→ **ACTION ITEM**:
Go through the data and copy each line where the word "logging" shows up.

→ **INFORMATION PROVIDED**:

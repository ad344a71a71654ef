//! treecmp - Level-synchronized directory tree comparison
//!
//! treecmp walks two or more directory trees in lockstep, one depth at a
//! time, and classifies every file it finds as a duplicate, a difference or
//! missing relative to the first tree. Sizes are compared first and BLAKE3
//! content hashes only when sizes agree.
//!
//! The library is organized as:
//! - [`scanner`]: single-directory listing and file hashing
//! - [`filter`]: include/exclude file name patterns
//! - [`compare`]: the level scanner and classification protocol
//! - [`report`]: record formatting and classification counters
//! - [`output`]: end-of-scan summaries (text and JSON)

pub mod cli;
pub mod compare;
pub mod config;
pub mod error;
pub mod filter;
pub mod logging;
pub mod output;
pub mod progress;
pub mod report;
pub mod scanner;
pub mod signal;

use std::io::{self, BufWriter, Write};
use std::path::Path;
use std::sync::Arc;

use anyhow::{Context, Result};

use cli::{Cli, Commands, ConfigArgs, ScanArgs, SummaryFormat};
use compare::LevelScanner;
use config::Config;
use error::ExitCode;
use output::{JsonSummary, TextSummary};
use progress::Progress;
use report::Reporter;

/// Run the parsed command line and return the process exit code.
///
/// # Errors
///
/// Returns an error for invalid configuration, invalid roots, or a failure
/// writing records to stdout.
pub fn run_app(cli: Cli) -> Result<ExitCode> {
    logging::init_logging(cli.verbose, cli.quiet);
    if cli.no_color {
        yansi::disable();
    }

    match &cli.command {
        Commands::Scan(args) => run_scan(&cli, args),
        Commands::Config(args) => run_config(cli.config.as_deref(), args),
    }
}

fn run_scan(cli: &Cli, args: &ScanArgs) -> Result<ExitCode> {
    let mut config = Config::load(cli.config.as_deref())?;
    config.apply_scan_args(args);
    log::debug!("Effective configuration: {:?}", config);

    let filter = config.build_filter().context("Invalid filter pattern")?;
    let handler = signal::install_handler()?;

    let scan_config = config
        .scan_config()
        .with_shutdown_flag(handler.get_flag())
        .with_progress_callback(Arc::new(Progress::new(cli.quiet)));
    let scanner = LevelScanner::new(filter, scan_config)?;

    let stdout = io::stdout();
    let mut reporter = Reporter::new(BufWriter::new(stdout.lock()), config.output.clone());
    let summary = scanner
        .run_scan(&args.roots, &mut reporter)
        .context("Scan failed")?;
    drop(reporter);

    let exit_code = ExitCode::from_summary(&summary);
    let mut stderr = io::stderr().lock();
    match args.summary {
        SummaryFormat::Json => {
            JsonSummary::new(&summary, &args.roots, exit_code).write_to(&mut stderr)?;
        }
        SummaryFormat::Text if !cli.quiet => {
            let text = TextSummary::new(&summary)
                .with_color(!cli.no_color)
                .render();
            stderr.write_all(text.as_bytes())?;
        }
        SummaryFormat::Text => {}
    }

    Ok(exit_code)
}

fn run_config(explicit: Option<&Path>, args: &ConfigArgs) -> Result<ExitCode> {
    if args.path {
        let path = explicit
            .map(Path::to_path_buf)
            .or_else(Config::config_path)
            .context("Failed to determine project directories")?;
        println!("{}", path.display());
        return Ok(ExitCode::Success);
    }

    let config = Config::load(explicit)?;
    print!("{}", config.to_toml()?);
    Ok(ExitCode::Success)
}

→ **PROBLEM SOLUTION**:
pub mod logging;
    logging::init_logging(cli.verbose, cli.quiet);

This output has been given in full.